ZFS is brilliant. As is its ability to snapshot any filesystem. However, it raises an interesting problem: how do you manage and maintain your snapshots?
Anyone can write a script that runs on a cron to automatically snapshot a filesystem and give it a nice name. However, up until today, deleting old snapshots had always been a manual process. Then I learned something about both bash and sed which automated it for me. Simply, I wanted to be able to delete all but the last n snapshots, all from a nice script which I can also whack in cron. I came up with this:
FILESYSTEMS="tank@AutoD-=7 sastank@AutoD-=2"

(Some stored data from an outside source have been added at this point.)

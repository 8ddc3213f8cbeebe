use construct_client_core::DataApi;
use construct_shared::{
    errors::FetchError,
    images::{AnalysisStatus, ImageDetail, ImageId},
    route::{NavigateTo, Route},
};
use tracing::warn;

use super::{
    data_state::{PageData, Phase},
    DisplayablePage, Screen,
};
use crate::DataShared;

#[derive(Debug)]
pub struct UiImageDetail {
    raw_id: String,
    image: PageData<Option<ImageDetail>>,
}

impl UiImageDetail {
    pub fn new(raw_id: &str) -> Self {
        Self {
            raw_id: raw_id.to_string(),
            image: Default::default(),
        }
    }
}

impl DisplayablePage for UiImageDetail {
    fn title_base() -> &'static str {
        "Image Details"
    }

    fn update<A: DataApi>(&mut self, data_shared: &mut DataShared<A>) -> Option<NavigateTo> {
        let session = data_shared.client.session();
        let id = self.raw_id.parse::<ImageId>();
        self.image.sync(&session, |token| {
            let id = id.map_err(|_| FetchError::InvalidId("Image"))?;
            Ok(data_shared.api.get_image(token, id, data_shared.wake_fn()))
        });
        self.image.poll();
        None
    }

    fn screen(&self) -> Screen {
        let mut screen = Screen::new(Self::title_base());
        match self.image.phase() {
            Phase::Loading => {
                screen.line("Loading image details...");
            }
            Phase::Error(e) => {
                screen.error(e);
            }
            Phase::Ready(None) => {
                screen.line("Image not found.");
            }
            Phase::Ready(Some(image)) => describe_image(&mut screen, image),
        }
        screen.action("Back to Images", Route::UploadImage);
        screen
    }

    fn is_busy(&self) -> bool {
        self.image.is_busy()
    }
}

fn describe_image(screen: &mut Screen, image: &ImageDetail) {
    screen.heading = format!("Image: {}", image.name);
    screen
        .line(format!("URL: {}", image.url))
        .line(format!("Uploaded on: {}", image.upload_date))
        .line(format!("AI Analysis Status: {}", image.ai_analysis_status));
    if let Some(project_id) = image.project_id {
        screen.line(format!("Project: #{project_id}"));
    }
    if image.ai_analysis_status != AnalysisStatus::Completed {
        screen
            .line("AI analysis is still in progress...")
            .line("Please check back in a few moments.");
        return;
    }
    screen.line(format!(
        "Verified Progress Percentage: {}",
        image.progress_display()
    ));
    let analysis = match image.detected_elements() {
        Ok(analysis) => analysis,
        Err(e) => {
            warn!(?e, id = %image.id, "detected elements could not be decoded");
            screen.line("Detected elements could not be read.");
            return;
        }
    };
    screen.line("Detected Elements:");
    let elements = analysis.as_ref().map(|a| a.elements.as_slice()).unwrap_or_default();
    if elements.is_empty() {
        screen.line("  No specific elements detected.");
    }
    for element in elements {
        let bbox = element
            .bbox
            .map(|[x1, y1, x2, y2]| format!(" at [{x1}, {y1}, {x2}, {y2}]"))
            .unwrap_or_default();
        screen.line(format!(
            "  {} (Confidence: {:.1}%){bbox}",
            element.label,
            element.confidence * 100.0
        ));
    }
    if let Some(assessment) = analysis.and_then(|a| a.overall_assessment) {
        screen
            .line("Overall Assessment:")
            .line(format!("  {assessment}"));
    }
}
use std::{fmt::Display, str::FromStr};

/// Identifier of a record held by the backend (payments, transactions, images)
#[derive(
    Debug, serde::Serialize, serde::Deserialize, Clone, PartialEq, Eq, PartialOrd, Ord, Copy, Hash,
)]
#[serde(transparent)]
pub struct RecordId(u64);

impl RecordId {
    pub const fn new(value: u64) -> Self {
        Self(value)
    }
}

impl From<u64> for RecordId {
    fn from(value: u64) -> Self {
        Self(value)
    }
}

impl From<RecordId> for u64 {
    fn from(value: RecordId) -> Self {
        value.0
    }
}

impl FromStr for RecordId {
    type Err = std::num::ParseIntError;

    fn from_str(s: &str) -> Result<Self, Self::Err> {
        Ok(Self(s.trim().parse()?))
    }
}

impl Display for RecordId {
    fn fmt(&self, f: &mut std::fmt::Formatter<'_>) -> std::fmt::Result {
        write!(f, "{}", self.0)
    }
}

for filesystem in $FILESYSTEMS; do
set -- `echo $filesystem | tr '=' ' '`
echo $1 $2
zfs list -t snapshot -o name -s name |grep ^$1 |sort -r| sed 1,$2d |sort | xargs -n 1 zfs destroy -r
done
This uses two tricks I didn’t know about before. The first one is a hack to fake associative arrays in bash. Because you can’t do this natively, you can set up a variable with a bunch of space-delineated key=value strings and then loop over each one and use the ‘set’ command to assign the key to $1
and value to $2
. In the above example, I can say “Keep the latest 2 of ‘sastank’ but the latest 7 of ‘tank’”, which is useful.
The second trick is the use of sed to give you a numbered range of lines from a multiline output. Before sed, it looked like this:
zfs list -t snapshot -o name | grep ^$1 | sort -r | wc -l | xargs -n 1 expr -$2 + | tr -d '\n' | xargs -0 -i bash -c "zfs list -t snapshot -o name | grep ^$1 | sort -r | tail -n{} | sort |xargs -t -n 1 zfs destroy -r"
I was particularly proud of that until someone told me about sed.